The following estimation results show that NSS model provides good in-sample fit than NS model except the second date. This is related to the restrictions on the decay parameters. When these constraints are relaxed, the results will changed. I expect that.

Four selected dates, fitting results of NSS model show relative good fitting results. Instead, we can find that level factor (\(\beta_1\)) is affected by the introduction of the second curvature factor (\(\beta_4\)). In other words, there is some distinct difference in level factors between NS model and NSS model.

Using the same data, it seems that NS model has some difficulties in fitting yields at longer-term maturities. Unlike NSS model, the level factor of NS model represent current long-term rate well.

However, in most cases, NS model delivers sufficiently good fitting results. In other words, it is likely that the second curvature factor can be a superfluous factor in many normal days, which is considered an overfitting.
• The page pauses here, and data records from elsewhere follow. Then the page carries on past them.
use std::sync::Arc;

use anyhow::Result;
use teloxide::types::ChatId;
use tracing::{debug, info};

use crate::playback;
use crate::script::Script;
use crate::sender::MessageSender;

/// The scripted sequences a user can ask for
#[derive(Debug, Clone, Copy, PartialEq, Eq)]
pub enum Command {
    Start,
    Back,
    Story,
    Jobs,
    Technologies,
    Contacts,
}

impl Command {
    /// Exact, case-sensitive lookup in the command table.
    ///
    /// Keys are matched literally, including `Tecnologies` and `Contats`.
    pub fn from_token(token: &str) -> Option<Self> {
        match token {
            "Back" => Some(Command::Back),
            "Start" | "/Start" | "/start" => Some(Command::Start),
            "tellme" => Some(Command::Story),
            "Track" => Some(Command::Jobs),
            "Tecnologies" => Some(Command::Technologies),
            "Contats" => Some(Command::Contacts),
            _ => None,
        }
    }
}

/// Inbound text split into a command token and its comma-separated arguments
#[derive(Debug, Clone, PartialEq, Eq)]
pub struct ParsedCommand<'a> {
    pub name: &'a str,
    pub args: Vec<&'a str>,
}

/// Split `text` at its first whitespace. Empty text has no command.
pub fn parse_command(text: &str) -> Option<ParsedCommand<'_>> {
    if text.is_empty() {
        return None;
    }

    let (name, rest) = match text.split_once(char::is_whitespace) {
        Some((name, rest)) => (name, Some(rest)),
        None => (text, None),
    };

    let args = match rest {
        Some(rest) => rest
            .split(char::is_whitespace)
            .next()
            .unwrap_or_default()
            .split(',')
            .collect(),
        None => Vec::new(),
    };

    Some(ParsedCommand { name, args })
}

/// Routes inbound text to a playback sequence and plays it.
pub struct CommandRouter {
    sender: Arc<dyn MessageSender>,
    script: Script,
}

impl CommandRouter {
    pub fn new(sender: Arc<dyn MessageSender>, script: Script) -> Self {
        Self { sender, script }
    }

    /// Handle one inbound text for `chat_id`.
    ///
    /// Returns the command that was played, or `None` when the text matched
    /// nothing. Errors come only from the sender.
    pub async fn handle(&self, chat_id: ChatId, text: &str) -> Result<Option<Command>> {
        let Some(parsed) = parse_command(text) else {
            return Ok(None);
        };

        let Some(command) = Command::from_token(parsed.name) else {
            debug!("Ignoring unknown command {:?} from chat {}", parsed.name, chat_id.0);
            return Ok(None);
        };

        if !parsed.args.is_empty() {
            debug!("Unused arguments for {:?}: {:?}", command, parsed.args);
        }

        let sequence = self.script.sequence(command, chat_id);
        info!(
            "Playing {:?} ({} messages) for chat {}",
            command,
            sequence.len(),
            chat_id.0
        );
        playback::play(self.sender.as_ref(), &sequence).await?;

        Ok(Some(command))
    }
}

#[cfg(test)]
mod tests {
    use super::*;
    use crate::config::ScriptConfig;
    use crate::playback::MessageKind;
    use crate::sender::testing::RecordingSender;

    fn router() -> (Arc<RecordingSender>, CommandRouter) {
        let sender = Arc::new(RecordingSender::new());
        let router = CommandRouter::new(sender.clone(), Script::new(&ScriptConfig::default()));
        (sender, router)
    }

    #[test]
    fn test_command_table_keys() {
        assert_eq!(Command::from_token("Start"), Some(Command::Start));
        assert_eq!(Command::from_token("/Start"), Some(Command::Start));
        assert_eq!(Command::from_token("/start"), Some(Command::Start));
        assert_eq!(Command::from_token("Back"), Some(Command::Back));
        assert_eq!(Command::from_token("tellme"), Some(Command::Story));
        assert_eq!(Command::from_token("Track"), Some(Command::Jobs));
        assert_eq!(Command::from_token("Tecnologies"), Some(Command::Technologies));
        assert_eq!(Command::from_token("Contats"), Some(Command::Contacts));
    }

    #[test]
    fn test_lookup_is_exact() {
        for token in ["start", "START", "Technologies", "Contacts", "Tellme", "back", "/back", ""] {
            assert_eq!(Command::from_token(token), None, "{:?} should not match", token);
        }
    }

    #[test]
    fn test_parse_empty() {
        assert_eq!(parse_command(""), None);
    }

    #[test]
    fn test_parse_single_token() {
        assert_eq!(
            parse_command("Start"),
            Some(ParsedCommand {
                name: "Start",
                args: vec![]
            })
        );
    }

    #[test]
    fn test_parse_arguments() {
        assert_eq!(
            parse_command("foo bar,baz"),
            Some(ParsedCommand {
                name: "foo",
                args: vec!["bar", "baz"]
            })
        );
    }

    #[test]
    fn test_parse_only_second_token_becomes_arguments() {
        let parsed = parse_command("tellme extra more,stuff").unwrap();
        assert_eq!(parsed.name, "tellme");
        assert_eq!(parsed.args, vec!["extra"]);
    }

    #[test]
    fn test_parse_leading_space_gives_empty_name() {
        let parsed = parse_command(" Start").unwrap();
        assert_eq!(parsed.name, "");
        assert_eq!(Command::from_token(parsed.name), None);
    }

    #[tokio::test(start_paused = true)]
    async fn test_start_plays_four_messages() {
        let (sender, router) = router();

        let played = router.handle(ChatId(42), "Start").await.unwrap();

        assert_eq!(played, Some(Command::Start));
        let sent = sender.messages().await;
        assert_eq!(sent.len(), 4);
        assert!(sent.iter().all(|m| m.chat_id == ChatId(42)));
        assert_eq!(sent[0].kind, MessageKind::PlainText("Hi 🙂!".to_string()));
        assert!(sent[3].keyboard.is_some());

        let times = sender.send_times().await;
        let gaps: Vec<u64> = times.windows(2).map(|w| (w[1] - w[0]).as_secs()).collect();
        assert!(gaps[0] >= 1 && gaps[1] >= 2 && gaps[2] >= 2);
    }

    #[tokio::test(start_paused = true)]
    async fn test_contacts_plays_one_message() {
        let (sender, router) = router();

        let played = router.handle(ChatId(7), "Contats").await.unwrap();

        assert_eq!(played, Some(Command::Contacts));
        let sent = sender.messages().await;
        assert_eq!(sent.len(), 1);
        assert_eq!(sent[0].chat_id, ChatId(7));
        assert!(sent[0].keyboard.is_none());
    }

    #[tokio::test(start_paused = true)]
    async fn test_empty_text_sends_nothing() {
        let (sender, router) = router();
        assert_eq!(router.handle(ChatId(1), "").await.unwrap(), None);
        assert!(sender.messages().await.is_empty());
    }

    #[tokio::test(start_paused = true)]
    async fn test_unknown_command_sends_nothing() {
        let (sender, router) = router();
        assert_eq!(router.handle(ChatId(1), "foo bar,baz").await.unwrap(), None);
        assert_eq!(router.handle(ChatId(1), "Contacts").await.unwrap(), None);
        assert!(sender.messages().await.is_empty());
    }

    #[tokio::test(start_paused = true)]
    async fn test_arguments_are_ignored() {
        let (sender, router) = router();

        let played = router.handle(ChatId(3), "tellme extra").await.unwrap();

        assert_eq!(played, Some(Command::Story));
        let sent = sender.messages().await;
        assert_eq!(sent.len(), 14);
        let photos = sent
            .iter()
            .filter(|m| matches!(m.kind, MessageKind::PhotoUpload(_)))
            .count();
        assert_eq!(photos, 1);
    }

    #[tokio::test(start_paused = true)]
    async fn test_send_failure_is_returned() {
        let sender = Arc::new(RecordingSender::failing_on(1));
        let router = CommandRouter::new(sender.clone(), Script::new(&ScriptConfig::default()));

        assert!(router.handle(ChatId(1), "Start").await.is_err());
        assert!(sender.messages().await.is_empty());
    }
}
In particular, when the second curvature factor is not identified by data, so called compounding effect can take place. This is the case when two curvature estimates are too large in magnitude with the opposite signs. This compounding effect can be occurred between the slope and the curvature factors.

Concluding Remarks

This post estimates Nelson-Siegel-Svensson yield curve model which aims to fit longer term maturities well. It is worth noting that to get reasonable parameter estimates, proper restrictions on two decay parameters are needed. I think that research on estimation of NSS model is under way.

Reference

Gürkaynak, R. S., B. Sack, and J. H. Wright (2007), "The U.S. Treasury Yield Curve: 1961 to the Present," Journal of Monetary Economics 54-8, 2291–2304.

Svensson, L.E. (1995), "Estimating Forward Interest Rates with the Extended Nelson and Siegel Method," Sveriges Riksbank Quarterly Review 3, 13–26.